Noticing the success I continued, also because I risked my time, my effort, a real great sacrifice leading me every time to have more incentives, to carry out research, to throw myself headlong into the work without respite for completing a piece, often months of work. I also impel my students in using new materials and the ancient points on new artefacts. I collaborated with jewellery designers and gold and silver thread offered a even more precious merletto

In might push the time factor even farther but I get original and personal creations, unique, unparalleled. In addition to stylistic innovation I have introduced polychromy, lace is worked (almost) always with white thread, subsequently experimenting with yarn alternatives up to the creation of conceptual and therefore contemporary lace. Only a great passion can be the engine to support (and bear) so much commitment and sacrifice for this lace, unique in the world for its beauty and preciousness, and the desire to express artistic and manual skills.

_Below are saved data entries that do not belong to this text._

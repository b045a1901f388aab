//! Capital Ledger - Main Entry Point
//!
//! Runs the shared capital ledger with its reconciliation loops, or manages the
//! persisted strategy configuration.

use anyhow::{Context, Result};
use capital_ledger::config::Config;
use capital_ledger::halt::AlertingController;
use capital_ledger::ledger::{CapitalLedger, FlushOutcome, ReconciliationLoops};
use capital_ledger::persistence::SqliteLedgerStore;
use capital_ledger::source::{BinanceBalanceSource, CapitalSource, PaperBalanceSource};
use clap::{Parser, Subcommand};
use rust_decimal::Decimal;
use rust_decimal_macros::dec;
use std::path::Path;
use std::sync::Arc;
use tokio::sync::watch;
use tracing::{error, info, warn, Level};
use tracing_subscriber::fmt::format::FmtSpan;
use tracing_subscriber::EnvFilter;

/// Capital Ledger CLI
#[derive(Parser)]
#[command(name = "capital-ledger")]
#[command(version, about = "Shared capital allocation ledger for multi-strategy trading")]
struct Cli {
    #[command(subcommand)]
    command: Option<Commands>,
}

#[derive(Subcommand)]
enum Commands {
    /// Run the ledger and its reconciliation loops (default)
    Run {
        /// Use an in-memory paper balance instead of the exchange account
        #[arg(long)]
        paper_balance: Option<Decimal>,
    },

    /// Add a strategy or change its capital share
    Configure {
        /// Strategy identifier
        #[arg(short, long)]
        strategy: String,

        /// Fraction of total capital, between 0 and 1
        #[arg(long)]
        share: Decimal,

        /// Path to SQLite database (default: storage.db_path)
        #[arg(short, long)]
        db: Option<String>,
    },

    /// Show the last flushed ledger snapshot
    Status {
        /// Path to SQLite database (default: storage.db_path)
        #[arg(short, long)]
        db: Option<String>,
    },
}

#[tokio::main]
async fn main() -> Result<()> {
    let cli = Cli::parse();

    let config = Config::load()?;
    config.validate()?;

    init_logging(&config.logging.directory)?;

    match cli.command {
        Some(Commands::Configure { strategy, share, db }) => {
            let db = db.unwrap_or_else(|| config.storage.db_path.clone());
            configure_strategy(&db, &strategy, share)
        }
        Some(Commands::Status { db }) => {
            let db = db.unwrap_or_else(|| config.storage.db_path.clone());
            show_status(&db)
        }
        Some(Commands::Run { paper_balance }) => run(config, paper_balance).await,
        None => run(config, None).await,
    }
}

async fn run(config: Config, paper_balance: Option<Decimal>) -> Result<()> {
    info!(
        "Capital Ledger v{} starting",
        env!("CARGO_PKG_VERSION")
    );
    log_config(&config);

    let source: Arc<dyn CapitalSource> = match paper_balance {
        Some(balance) => {
            info!(%balance, "📝 PAPER MODE - in-memory balance");
            Arc::new(PaperBalanceSource::new(balance))
        }
        None => {
            if config.source.api_key.is_empty() {
                warn!("⚠️  No API key configured; balance reads will be rejected by the exchange");
            }
            Arc::new(BinanceBalanceSource::new(
                &config.source,
                config.ledger.collaborator_timeout(),
            )?)
        }
    };

    ensure_parent_dir(&config.storage.db_path)?;
    let durable = Arc::new(SqliteLedgerStore::new(&config.storage.db_path)?);
    let controller = Arc::new(AlertingController::new());

    let ledger = Arc::new(
        CapitalLedger::bootstrap(&config.ledger, source, durable, controller.clone())
            .await
            .context("Failed to bootstrap capital ledger")?,
    );

    let (shutdown_tx, shutdown_rx) = watch::channel(false);
    let loops = ReconciliationLoops::spawn(ledger.clone(), &config.ledger, shutdown_rx);

    tokio::select! {
        _ = tokio::signal::ctrl_c() => info!("🛑 Shutdown signal received"),
        _ = controller.halted() => error!("🛑 Trading halted; shutting down ledger"),
    }

    let _ = shutdown_tx.send(true);
    loops.join().await;

    info!("💾 Flushing final ledger state...");
    match ledger.flush_now().await {
        FlushOutcome::Flushed { version } => info!(version, "✅ Final ledger state saved"),
        _ => error!("❌ Failed to save final ledger state"),
    }

    let view = ledger.snapshot().await;
    let counters = ledger.counters();
    info!(
        version = view.version,
        balance = %view.external_balance,
        total_capital = %view.totals.total_capital,
        available = %view.totals.available_capital,
        refresh_failures = counters.balance_refresh_failures,
        flush_failures = counters.total_flush_failures,
        rejected = counters.rejected_reservations,
        "🏁 Final ledger state"
    );
    info!("👋 Capital Ledger shutdown complete");
    Ok(())
}

fn ensure_parent_dir(db_path: &str) -> Result<()> {
    if let Some(parent) = Path::new(db_path).parent() {
        if !parent.as_os_str().is_empty() {
            std::fs::create_dir_all(parent)
                .with_context(|| format!("Failed to create {:?}", parent))?;
        }
    }
    Ok(())
}

fn configure_strategy(db_path: &str, strategy: &str, share: Decimal) -> Result<()> {
    ensure_parent_dir(db_path)?;
    let store = SqliteLedgerStore::new(db_path)?;
    store.configure_strategy(strategy, share)?;
    println!("✅ {} now receives {}% of total capital", strategy, share * dec!(100));
    Ok(())
}

fn show_status(db_path: &str) -> Result<()> {
    println!("╔════════════════════════════════════════════════════════════╗");
    println!("║              CAPITAL LEDGER STATUS                         ║");
    println!("╚════════════════════════════════════════════════════════════╝");

    if !Path::new(db_path).exists() {
        println!("\n❌ Database not found: {}", db_path);
        println!("   Configure a strategy first, or check the database path.");
        return Ok(());
    }

    let store = SqliteLedgerStore::new(db_path)?;
    let Some(persisted) = store.load_snapshot()? else {
        println!("\n❌ No flushed snapshot found in database.");
        println!("   The ledger may not have run yet.");
        return Ok(());
    };

    let snapshot = &persisted.snapshot;
    let totals = snapshot.totals();

    println!("\n📊 Account Summary");
    println!("   ├─ External Balance: ${:.2}", snapshot.external_balance);
    println!("   ├─ Total Capital:    ${:.2}", totals.total_capital);
    println!("   ├─ Available:        ${:.2}", totals.available_capital);
    println!("   ├─ Version:          {}", snapshot.version);
    println!(
        "   └─ Last Saved:       {}",
        persisted.saved_at.format("%Y-%m-%d %H:%M:%S UTC")
    );

    if !snapshot.strategies.is_empty() {
        println!("\n💰 Strategies");
        for row in snapshot.strategies.values() {
            println!("   ┌─ {} ({}%)", row.strategy_id, row.share * dec!(100));
            println!("   ├─ Budget:    ${:.2}", row.strategy_budget);
            println!("   ├─ Committed: ${:.2}", row.committed_capital);
            println!("   ├─ Open:      ${:.2}", row.open_orders);
            println!("   └─ Headroom:  ${:.2}", row.headroom);
        }
    }

    Ok(())
}

/// Initialize logging to stdout and an hourly rolling file.
fn init_logging(directory: &str) -> Result<()> {
    use tracing_subscriber::fmt::writer::MakeWriterExt;

    std::fs::create_dir_all(directory)?;

    let file_appender = tracing_appender::rolling::hourly(directory, "capital-ledger.log");
    let (file_writer, guard) = tracing_appender::non_blocking(file_appender);

    // Leak the guard to keep it alive for the program duration
    Box::leak(Box::new(guard));

    tracing_subscriber::fmt()
        .with_env_filter(
            EnvFilter::from_default_env()
                .add_directive("capital_ledger=debug".parse()?)
                .add_directive(Level::INFO.into()),
        )
        .with_writer(std::io::stdout.and(file_writer))
        .with_target(true)
        .with_file(true)
        .with_line_number(true)
        .with_span_events(FmtSpan::CLOSE)
        .init();

    Ok(())
}

/// Log configuration on startup.
fn log_config(config: &Config) {
    info!("📋 Configuration:");
    info!("   Tolerance:          {}%", config.ledger.tolerance * dec!(100));
    info!("   Budget Precision:   {} dp", config.ledger.budget_precision);
    info!("   Refresh Interval:   {}s", config.ledger.refresh_interval_secs);
    info!("   Flush Interval:     {}s", config.ledger.flush_interval_secs);
    info!("   Timeout:            {}s", config.ledger.collaborator_timeout_secs);
    info!("   Asset:              {}", config.source.asset);
    info!("   Testnet:            {}", config.source.testnet);
    info!("   Database:           {}", config.storage.db_path);
}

An example would be Kosmicos, isn’t it? 

According to Crocian aesthetics it is the very characteristic of art to represent ideas and feelings in their universal resonance. Inspired by aerial views of the lagoon of Venice, with different colors and morphology at every time and tide change, with that six hours breathing rhythm… origin and ending for every living form, endlessly. Metaphor of cosmos and microcosm, in which energies, imploding and exploding in an unlimited succession, determine the unstoppable flow of events, of the existential phenomena.

The theme inevitably led me to use natural materials. Hemp rope, that for my Venice, a seaside city, has numerous meanings: navigation; therefore, discovery of distant lands, fishing trade etc ……… I freely created with the fishermen’s technique, a net with knots “Wolf’s mouth” using the “tabs” (long and narrow tool with internal cuts that allow multiple threads) as if they were large needles.

I made this piece using the ancient points of the Venetian needle lace called reticello. Variations  appeared, suggested by the work itself and by the coloured, refined and bright raffia and raw hemp rope, materials chosen for affinity and contrast, however both primitive.